Don Boudreaux, a Real Economist, nails it.

As Thomas Sowell points out (I believe in Intellectuals and Society, where he notes that the 1920s was one of the most economically progressive decades in American history), “Progressives” often oppose genuine progress – such as the lower distribution costs, lower product prices, higher product quality, greater product selection, and better employment opportunities opened up by innovations in retailing.  The only sort of change that “Progressives” consistently celebrate as “progress” is a progressive increase in the role of government – specifically, an increase in the scope and depth of government’s intervention into the economic affairs of ordinary people.  Such an increase in government power is considered by “Progressives” to be “progressive” even if (as is often the case) the goals and the effects of the use of such government power are to resist the forces of creative destruction or to otherwise stymie economic progress that is not directed or controlled by the state.

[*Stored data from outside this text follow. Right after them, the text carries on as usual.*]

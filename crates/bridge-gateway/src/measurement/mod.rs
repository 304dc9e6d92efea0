//! Measurement results: the domain record carried by `SUBMIT_RESULT`.

pub mod coerce;
pub mod record;

pub use record::{LegacyAliases, MeasurementResult, MeasurementSubmission};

Note another feature of “Progressives’” frequent opposition to innovations in retailing: it is opposition to what in accuracy should be called “shared prosperity.”  When the likes of Wal-Mart devises innovative means of creating and taking advantage of economies of scale in distribution, or Home Depot imports for resale in the U.S. more lower-cost goods assembled abroad, the benefits of these lower costs (and, also typically, of higher qualities) are shared with millions of consumers throughout America (and wherever else these firms have stores) in the form of lower prices and wider product selection.  Such a widespread sharing of prosperity was certainly a consequence of the spread of mail-order innovators, such as Sears, in the late nineteenth century and of supermarkets, such as A&P, in the twentieth century – all despite the hysteria at those times over the demise of local merchants and over the alleged permanent loss of jobs that such retailing innovations were said to cause.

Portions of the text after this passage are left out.